Work required
Starting at the line that holds "empty on success" and stopping at the line that holds "let transfer = Event::Transfer", restate the records below word for word, with both of those lines included.

Records from a data source
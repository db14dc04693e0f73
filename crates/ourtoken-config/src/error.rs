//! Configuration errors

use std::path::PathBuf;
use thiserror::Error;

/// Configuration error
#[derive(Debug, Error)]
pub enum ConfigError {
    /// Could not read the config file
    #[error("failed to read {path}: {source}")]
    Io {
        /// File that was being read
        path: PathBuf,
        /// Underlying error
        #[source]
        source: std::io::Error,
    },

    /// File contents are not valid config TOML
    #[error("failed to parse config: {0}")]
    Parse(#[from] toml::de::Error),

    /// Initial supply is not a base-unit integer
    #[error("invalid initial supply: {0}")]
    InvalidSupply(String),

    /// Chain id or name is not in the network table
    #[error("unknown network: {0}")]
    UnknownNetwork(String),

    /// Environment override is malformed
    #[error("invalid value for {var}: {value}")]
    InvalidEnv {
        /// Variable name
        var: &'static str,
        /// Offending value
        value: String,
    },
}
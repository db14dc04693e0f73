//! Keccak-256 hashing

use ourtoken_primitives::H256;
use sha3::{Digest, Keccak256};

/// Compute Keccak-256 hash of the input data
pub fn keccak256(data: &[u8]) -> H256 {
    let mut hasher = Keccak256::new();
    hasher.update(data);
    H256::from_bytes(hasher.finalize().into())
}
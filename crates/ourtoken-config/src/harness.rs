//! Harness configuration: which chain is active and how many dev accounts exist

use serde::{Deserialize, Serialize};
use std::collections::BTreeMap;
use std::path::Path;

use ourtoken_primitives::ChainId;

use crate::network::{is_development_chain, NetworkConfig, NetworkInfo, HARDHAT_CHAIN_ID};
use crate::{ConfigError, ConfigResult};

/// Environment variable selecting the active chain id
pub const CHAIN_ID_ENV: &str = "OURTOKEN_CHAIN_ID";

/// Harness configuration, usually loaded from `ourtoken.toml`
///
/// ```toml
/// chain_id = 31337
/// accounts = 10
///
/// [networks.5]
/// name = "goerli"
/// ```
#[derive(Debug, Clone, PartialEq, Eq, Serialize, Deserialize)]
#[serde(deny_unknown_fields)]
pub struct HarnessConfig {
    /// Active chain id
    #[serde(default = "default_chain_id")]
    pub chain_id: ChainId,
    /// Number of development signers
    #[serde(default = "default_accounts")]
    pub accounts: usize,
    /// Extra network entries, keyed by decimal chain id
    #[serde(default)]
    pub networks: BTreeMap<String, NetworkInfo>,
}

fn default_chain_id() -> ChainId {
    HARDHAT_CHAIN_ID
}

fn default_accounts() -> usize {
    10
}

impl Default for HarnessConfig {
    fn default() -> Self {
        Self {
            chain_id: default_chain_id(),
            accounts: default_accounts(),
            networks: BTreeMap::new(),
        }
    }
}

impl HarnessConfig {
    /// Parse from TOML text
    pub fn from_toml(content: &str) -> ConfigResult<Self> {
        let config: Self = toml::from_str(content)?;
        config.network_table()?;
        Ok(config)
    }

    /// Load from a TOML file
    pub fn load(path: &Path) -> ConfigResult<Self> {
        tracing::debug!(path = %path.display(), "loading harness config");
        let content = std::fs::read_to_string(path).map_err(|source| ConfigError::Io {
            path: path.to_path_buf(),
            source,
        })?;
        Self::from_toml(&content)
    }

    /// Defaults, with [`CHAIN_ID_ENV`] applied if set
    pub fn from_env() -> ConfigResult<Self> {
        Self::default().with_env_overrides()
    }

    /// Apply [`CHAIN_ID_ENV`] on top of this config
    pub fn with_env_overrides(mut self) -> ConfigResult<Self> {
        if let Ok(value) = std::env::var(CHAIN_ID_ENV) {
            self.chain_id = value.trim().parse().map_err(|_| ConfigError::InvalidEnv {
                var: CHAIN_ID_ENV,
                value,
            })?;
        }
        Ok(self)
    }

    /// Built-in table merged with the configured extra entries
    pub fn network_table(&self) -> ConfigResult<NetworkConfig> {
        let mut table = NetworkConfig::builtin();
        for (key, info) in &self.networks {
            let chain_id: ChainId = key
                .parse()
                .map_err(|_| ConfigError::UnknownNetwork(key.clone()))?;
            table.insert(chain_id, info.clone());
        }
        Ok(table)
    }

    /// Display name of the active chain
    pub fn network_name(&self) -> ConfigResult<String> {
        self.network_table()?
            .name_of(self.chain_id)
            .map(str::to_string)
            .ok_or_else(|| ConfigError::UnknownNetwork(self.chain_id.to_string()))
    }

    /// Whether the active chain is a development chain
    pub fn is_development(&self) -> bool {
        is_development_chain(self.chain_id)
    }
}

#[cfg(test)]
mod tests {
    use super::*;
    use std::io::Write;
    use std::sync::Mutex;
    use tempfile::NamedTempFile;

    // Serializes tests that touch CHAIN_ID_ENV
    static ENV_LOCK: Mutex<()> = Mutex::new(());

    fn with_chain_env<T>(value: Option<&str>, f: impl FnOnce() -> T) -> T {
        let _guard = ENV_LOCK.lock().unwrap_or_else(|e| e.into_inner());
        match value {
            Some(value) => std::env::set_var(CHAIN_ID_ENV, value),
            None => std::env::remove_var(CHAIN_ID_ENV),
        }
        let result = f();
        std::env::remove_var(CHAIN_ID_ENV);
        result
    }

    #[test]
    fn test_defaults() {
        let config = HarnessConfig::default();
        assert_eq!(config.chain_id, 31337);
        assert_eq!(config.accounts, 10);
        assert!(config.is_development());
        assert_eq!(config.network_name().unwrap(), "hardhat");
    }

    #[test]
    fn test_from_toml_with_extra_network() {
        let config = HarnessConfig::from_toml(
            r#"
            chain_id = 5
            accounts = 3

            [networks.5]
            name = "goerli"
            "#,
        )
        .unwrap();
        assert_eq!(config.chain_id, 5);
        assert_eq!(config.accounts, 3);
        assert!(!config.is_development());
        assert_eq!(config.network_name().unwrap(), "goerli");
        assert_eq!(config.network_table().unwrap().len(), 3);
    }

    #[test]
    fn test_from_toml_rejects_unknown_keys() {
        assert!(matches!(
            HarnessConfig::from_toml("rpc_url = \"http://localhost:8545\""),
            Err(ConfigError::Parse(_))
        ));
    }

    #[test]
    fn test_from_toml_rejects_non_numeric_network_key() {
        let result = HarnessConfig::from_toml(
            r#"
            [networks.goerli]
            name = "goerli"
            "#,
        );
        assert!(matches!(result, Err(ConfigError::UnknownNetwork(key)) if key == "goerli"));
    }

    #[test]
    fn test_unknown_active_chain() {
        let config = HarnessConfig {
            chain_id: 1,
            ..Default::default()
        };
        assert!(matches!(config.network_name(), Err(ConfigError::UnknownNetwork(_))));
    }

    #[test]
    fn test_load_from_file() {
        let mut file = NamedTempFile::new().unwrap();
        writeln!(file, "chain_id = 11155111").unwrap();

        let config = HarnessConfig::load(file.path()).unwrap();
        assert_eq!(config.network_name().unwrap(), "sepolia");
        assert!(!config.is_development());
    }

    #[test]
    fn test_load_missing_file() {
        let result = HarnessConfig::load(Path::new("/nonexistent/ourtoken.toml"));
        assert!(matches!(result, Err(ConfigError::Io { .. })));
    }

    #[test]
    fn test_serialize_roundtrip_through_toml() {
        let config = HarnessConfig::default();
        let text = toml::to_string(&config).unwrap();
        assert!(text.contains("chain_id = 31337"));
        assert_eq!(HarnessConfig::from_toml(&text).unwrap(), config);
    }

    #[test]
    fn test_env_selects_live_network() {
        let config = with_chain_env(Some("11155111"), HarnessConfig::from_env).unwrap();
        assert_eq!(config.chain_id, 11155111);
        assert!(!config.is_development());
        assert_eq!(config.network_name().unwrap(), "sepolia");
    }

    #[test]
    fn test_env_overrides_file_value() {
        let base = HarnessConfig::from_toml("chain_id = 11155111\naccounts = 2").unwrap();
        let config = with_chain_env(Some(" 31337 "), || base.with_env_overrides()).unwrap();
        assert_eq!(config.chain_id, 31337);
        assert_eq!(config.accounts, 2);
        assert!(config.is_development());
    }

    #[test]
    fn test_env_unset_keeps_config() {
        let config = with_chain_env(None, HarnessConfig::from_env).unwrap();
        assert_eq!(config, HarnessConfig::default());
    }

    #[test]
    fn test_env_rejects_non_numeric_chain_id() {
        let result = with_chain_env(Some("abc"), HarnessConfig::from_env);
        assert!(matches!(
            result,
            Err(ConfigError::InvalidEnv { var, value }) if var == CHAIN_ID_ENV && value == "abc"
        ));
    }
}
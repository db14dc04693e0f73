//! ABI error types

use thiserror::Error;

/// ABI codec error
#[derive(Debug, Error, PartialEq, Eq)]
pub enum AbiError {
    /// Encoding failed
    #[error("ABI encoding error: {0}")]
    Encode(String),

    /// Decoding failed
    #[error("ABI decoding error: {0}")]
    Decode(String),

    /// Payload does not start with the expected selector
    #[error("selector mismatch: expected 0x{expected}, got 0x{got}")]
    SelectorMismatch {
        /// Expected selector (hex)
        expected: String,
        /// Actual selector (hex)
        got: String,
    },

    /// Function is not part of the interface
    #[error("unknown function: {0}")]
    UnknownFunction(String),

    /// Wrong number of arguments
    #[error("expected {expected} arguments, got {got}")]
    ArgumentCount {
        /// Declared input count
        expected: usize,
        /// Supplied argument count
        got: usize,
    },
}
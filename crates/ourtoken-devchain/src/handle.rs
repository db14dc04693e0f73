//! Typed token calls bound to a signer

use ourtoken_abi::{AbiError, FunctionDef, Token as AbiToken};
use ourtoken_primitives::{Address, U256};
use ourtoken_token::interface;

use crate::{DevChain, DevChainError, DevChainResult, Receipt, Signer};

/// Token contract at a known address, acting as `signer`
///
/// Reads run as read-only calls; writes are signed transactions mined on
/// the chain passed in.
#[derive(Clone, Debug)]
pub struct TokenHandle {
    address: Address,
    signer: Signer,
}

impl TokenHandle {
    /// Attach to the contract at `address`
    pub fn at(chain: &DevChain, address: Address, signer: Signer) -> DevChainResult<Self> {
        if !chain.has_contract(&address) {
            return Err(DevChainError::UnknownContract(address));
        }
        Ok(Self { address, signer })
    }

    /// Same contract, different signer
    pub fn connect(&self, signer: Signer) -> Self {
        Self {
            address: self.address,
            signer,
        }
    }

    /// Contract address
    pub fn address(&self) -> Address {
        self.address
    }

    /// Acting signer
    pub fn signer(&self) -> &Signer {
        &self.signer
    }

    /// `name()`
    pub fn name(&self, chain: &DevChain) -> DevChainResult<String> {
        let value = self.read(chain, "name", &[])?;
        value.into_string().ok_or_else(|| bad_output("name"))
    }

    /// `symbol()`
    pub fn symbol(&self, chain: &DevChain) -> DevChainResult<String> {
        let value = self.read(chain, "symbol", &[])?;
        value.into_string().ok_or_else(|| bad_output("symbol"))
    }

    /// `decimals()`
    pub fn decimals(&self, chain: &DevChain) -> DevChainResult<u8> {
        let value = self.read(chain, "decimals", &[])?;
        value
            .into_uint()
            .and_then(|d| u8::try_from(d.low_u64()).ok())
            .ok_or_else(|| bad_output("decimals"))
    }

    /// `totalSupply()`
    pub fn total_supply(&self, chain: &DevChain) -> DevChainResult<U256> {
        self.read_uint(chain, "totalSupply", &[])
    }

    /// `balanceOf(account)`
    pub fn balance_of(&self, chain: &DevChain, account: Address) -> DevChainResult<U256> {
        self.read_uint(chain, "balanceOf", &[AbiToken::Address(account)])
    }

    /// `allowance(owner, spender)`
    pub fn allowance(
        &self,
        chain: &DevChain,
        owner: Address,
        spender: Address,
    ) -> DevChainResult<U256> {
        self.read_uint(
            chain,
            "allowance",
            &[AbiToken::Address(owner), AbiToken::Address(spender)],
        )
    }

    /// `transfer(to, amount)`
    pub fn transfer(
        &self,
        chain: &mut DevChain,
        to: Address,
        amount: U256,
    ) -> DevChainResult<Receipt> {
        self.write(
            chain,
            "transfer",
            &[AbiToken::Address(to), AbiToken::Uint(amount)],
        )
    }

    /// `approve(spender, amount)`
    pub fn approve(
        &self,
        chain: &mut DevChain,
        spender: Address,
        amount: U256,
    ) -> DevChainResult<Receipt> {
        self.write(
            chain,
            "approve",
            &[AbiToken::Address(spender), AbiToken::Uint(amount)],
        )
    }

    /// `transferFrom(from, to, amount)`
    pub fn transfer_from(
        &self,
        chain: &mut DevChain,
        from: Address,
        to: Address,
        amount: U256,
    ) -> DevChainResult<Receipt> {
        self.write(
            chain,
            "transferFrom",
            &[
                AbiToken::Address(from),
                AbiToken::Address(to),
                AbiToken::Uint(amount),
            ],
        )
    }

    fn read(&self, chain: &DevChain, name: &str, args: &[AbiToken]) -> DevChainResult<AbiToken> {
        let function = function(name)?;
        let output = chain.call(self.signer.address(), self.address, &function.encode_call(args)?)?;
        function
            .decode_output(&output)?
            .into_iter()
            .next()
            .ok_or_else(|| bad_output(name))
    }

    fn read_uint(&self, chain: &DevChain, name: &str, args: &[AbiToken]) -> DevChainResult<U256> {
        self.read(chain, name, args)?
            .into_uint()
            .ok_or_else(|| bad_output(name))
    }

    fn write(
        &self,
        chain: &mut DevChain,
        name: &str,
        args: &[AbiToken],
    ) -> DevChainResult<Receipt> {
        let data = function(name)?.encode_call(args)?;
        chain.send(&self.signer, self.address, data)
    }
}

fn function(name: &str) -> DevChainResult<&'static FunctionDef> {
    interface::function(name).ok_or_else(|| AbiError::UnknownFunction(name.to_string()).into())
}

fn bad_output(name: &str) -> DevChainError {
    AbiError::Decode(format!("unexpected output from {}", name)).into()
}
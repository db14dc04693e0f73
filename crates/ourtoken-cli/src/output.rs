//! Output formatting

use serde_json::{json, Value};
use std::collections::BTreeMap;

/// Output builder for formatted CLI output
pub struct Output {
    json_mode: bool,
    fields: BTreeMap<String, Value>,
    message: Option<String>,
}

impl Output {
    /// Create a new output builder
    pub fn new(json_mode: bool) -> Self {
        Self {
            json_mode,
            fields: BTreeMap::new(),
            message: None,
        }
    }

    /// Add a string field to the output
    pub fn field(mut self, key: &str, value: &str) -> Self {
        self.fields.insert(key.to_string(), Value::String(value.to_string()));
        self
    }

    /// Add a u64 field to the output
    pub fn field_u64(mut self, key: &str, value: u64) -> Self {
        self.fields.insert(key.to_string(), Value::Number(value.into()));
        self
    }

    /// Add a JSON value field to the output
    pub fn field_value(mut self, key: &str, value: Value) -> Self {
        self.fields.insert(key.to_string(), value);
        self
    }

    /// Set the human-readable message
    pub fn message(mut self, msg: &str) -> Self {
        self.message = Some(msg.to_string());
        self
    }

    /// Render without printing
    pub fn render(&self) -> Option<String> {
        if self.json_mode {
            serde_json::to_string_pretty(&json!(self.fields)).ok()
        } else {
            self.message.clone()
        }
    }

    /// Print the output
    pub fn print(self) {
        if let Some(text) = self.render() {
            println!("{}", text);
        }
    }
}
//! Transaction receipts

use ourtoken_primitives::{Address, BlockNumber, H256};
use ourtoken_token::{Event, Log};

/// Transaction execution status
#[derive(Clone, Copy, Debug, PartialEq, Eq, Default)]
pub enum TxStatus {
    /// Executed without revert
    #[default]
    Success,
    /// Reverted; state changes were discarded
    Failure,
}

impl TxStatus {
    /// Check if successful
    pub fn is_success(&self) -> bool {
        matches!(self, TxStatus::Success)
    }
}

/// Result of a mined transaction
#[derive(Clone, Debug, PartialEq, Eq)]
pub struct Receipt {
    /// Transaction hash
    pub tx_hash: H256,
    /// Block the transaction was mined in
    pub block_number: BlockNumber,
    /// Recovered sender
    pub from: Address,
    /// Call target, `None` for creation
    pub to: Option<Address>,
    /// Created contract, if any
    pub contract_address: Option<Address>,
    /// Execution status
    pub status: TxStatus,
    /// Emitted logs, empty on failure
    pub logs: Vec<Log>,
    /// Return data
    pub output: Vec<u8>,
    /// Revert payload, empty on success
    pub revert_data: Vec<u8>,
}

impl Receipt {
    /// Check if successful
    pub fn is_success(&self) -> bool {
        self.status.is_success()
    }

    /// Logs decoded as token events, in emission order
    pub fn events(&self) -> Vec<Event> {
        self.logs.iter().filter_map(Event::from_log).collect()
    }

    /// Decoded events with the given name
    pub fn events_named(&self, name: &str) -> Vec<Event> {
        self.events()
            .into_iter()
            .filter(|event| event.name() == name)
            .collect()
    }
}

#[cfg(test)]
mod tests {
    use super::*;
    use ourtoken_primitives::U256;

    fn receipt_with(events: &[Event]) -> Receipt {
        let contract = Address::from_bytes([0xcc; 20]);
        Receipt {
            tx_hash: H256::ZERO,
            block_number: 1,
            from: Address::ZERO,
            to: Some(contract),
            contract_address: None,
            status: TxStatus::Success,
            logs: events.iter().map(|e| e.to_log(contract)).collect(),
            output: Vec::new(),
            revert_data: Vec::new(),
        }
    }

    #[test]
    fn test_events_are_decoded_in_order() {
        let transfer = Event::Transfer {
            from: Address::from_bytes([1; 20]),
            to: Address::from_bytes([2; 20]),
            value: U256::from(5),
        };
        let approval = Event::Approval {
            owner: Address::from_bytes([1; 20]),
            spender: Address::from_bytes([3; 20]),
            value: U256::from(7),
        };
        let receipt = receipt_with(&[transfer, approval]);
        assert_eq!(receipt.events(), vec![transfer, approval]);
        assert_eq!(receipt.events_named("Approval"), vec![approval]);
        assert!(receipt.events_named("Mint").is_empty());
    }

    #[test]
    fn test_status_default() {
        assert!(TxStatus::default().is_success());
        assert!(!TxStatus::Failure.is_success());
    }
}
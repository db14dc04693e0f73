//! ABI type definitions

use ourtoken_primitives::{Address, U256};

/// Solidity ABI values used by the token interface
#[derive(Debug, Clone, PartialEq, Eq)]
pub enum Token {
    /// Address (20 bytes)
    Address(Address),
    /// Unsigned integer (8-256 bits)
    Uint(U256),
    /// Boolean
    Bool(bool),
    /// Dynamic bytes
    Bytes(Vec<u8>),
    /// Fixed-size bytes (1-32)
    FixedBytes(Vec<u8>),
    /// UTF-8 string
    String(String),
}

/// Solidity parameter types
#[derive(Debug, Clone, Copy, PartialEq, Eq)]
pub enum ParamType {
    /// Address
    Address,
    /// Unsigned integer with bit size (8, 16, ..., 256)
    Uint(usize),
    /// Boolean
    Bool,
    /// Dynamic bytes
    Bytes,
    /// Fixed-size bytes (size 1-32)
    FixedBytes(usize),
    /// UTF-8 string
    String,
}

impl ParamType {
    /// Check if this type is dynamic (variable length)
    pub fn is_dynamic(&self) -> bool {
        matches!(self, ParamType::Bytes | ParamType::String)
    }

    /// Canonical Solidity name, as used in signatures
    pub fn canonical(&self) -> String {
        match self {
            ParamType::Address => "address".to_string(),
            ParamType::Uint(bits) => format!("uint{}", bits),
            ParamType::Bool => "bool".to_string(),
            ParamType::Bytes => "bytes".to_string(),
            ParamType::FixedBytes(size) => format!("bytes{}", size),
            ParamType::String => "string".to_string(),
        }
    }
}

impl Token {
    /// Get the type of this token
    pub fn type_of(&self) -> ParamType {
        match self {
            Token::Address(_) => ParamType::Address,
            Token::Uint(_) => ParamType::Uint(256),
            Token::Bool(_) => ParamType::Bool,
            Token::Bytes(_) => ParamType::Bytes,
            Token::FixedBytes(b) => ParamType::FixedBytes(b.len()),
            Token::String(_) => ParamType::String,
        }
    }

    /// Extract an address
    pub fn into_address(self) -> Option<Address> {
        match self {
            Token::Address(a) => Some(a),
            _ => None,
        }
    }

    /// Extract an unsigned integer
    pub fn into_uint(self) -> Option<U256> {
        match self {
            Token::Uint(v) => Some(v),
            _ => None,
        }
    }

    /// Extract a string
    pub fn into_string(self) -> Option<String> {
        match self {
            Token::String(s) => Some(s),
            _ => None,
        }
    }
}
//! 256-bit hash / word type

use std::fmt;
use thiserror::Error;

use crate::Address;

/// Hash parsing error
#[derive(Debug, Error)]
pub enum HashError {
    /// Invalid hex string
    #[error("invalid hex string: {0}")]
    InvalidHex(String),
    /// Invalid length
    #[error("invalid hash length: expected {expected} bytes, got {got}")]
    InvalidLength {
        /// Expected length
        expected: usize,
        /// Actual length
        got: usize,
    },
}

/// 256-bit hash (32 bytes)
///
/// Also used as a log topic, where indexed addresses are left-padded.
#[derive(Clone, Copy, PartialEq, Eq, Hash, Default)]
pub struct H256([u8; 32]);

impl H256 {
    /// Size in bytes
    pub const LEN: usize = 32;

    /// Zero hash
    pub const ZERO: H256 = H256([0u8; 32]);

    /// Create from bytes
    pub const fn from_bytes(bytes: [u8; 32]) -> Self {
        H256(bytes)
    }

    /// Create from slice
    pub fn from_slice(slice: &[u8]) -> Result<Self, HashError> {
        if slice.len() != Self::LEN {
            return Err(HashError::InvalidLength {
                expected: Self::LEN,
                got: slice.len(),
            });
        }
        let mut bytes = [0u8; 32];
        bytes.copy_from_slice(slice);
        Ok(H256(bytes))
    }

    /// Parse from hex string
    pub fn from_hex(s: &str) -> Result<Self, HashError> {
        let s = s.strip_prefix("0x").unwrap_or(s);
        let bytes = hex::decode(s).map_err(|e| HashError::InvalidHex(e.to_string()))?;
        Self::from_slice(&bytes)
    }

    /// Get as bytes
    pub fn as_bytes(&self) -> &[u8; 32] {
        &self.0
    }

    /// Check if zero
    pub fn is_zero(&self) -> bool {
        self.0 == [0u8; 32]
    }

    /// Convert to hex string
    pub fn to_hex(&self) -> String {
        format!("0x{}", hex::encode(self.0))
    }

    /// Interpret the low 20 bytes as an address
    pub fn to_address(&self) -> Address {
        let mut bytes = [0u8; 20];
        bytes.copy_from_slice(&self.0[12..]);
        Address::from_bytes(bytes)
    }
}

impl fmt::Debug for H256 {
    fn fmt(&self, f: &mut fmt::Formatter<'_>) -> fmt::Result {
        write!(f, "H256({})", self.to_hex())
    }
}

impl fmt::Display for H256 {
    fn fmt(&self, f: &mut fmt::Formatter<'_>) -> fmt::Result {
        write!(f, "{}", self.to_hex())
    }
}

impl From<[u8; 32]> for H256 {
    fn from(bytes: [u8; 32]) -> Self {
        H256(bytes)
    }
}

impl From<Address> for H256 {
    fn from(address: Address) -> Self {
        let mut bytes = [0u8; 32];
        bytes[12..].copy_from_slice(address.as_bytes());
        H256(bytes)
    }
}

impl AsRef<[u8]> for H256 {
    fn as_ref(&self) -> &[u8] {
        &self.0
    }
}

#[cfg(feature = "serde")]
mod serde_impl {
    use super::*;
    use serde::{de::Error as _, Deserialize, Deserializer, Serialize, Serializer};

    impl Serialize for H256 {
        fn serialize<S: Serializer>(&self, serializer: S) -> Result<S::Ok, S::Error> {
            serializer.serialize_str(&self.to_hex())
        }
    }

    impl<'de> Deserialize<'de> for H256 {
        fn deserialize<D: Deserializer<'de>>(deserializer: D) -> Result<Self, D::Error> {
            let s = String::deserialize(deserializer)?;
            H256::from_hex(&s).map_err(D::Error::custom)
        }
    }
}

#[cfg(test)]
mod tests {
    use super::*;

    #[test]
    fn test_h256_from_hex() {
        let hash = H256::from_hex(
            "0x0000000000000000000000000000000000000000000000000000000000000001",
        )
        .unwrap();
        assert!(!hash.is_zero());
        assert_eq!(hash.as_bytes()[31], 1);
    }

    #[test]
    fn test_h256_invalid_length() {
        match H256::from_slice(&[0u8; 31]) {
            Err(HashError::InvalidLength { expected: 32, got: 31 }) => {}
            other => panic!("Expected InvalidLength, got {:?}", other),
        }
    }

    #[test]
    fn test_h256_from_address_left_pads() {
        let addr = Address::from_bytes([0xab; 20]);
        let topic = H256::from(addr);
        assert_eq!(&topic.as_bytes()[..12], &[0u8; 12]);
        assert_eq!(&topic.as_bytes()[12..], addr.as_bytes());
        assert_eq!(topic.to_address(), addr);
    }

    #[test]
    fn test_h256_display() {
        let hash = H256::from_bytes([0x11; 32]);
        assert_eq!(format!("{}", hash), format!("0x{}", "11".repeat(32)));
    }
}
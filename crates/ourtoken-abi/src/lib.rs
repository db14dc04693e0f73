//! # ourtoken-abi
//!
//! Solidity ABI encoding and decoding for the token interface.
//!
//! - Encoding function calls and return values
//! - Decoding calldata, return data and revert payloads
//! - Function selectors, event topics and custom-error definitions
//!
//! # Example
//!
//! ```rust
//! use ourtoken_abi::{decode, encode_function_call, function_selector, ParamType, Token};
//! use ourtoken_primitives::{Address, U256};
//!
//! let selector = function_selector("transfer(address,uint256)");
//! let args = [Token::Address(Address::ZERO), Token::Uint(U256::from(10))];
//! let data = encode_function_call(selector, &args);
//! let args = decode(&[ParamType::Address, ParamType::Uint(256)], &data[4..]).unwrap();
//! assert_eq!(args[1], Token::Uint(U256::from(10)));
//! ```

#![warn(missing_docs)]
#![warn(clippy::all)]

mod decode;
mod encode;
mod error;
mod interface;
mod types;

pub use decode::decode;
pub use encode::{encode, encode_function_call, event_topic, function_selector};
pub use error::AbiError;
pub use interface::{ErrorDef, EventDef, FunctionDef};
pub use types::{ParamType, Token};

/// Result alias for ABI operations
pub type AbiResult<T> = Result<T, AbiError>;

Response to the exercise
    /// Revert payload, empty on success
    pub revert_data: Vec<u8>,
}

impl Receipt {
    /// Check if successful
    pub fn is_success(&self) -> bool {
        self.status.is_success()
    }

    /// Logs decoded as token events, in emission order
    pub fn events(&self) -> Vec<Event> {
        self.logs.iter().filter_map(Event::from_log).collect()
    }

    /// Decoded events with the given name
    pub fn events_named(&self, name: &str) -> Vec<Event> {
        self.events()
            .into_iter()
            .filter(|event| event.name() == name)
            .collect()
    }
}

#[cfg(test)]
mod tests {
    use super::*;
    use ourtoken_primitives::U256;

    fn receipt_with(events: &[Event]) -> Receipt {
        let contract = Address::from_bytes([0xcc; 20]);
        Receipt {
            tx_hash: H256::ZERO,
            block_number: 1,
            from: Address::ZERO,
            to: Some(contract),
            contract_address: None,
            status: TxStatus::Success,
            logs: events.iter().map(|e| e.to_log(contract)).collect(),
            output: Vec::new(),
            revert_data: Vec::new(),
        }
    }

    #[test]
    fn test_events_are_decoded_in_order() {
        let transfer = Event::Transfer {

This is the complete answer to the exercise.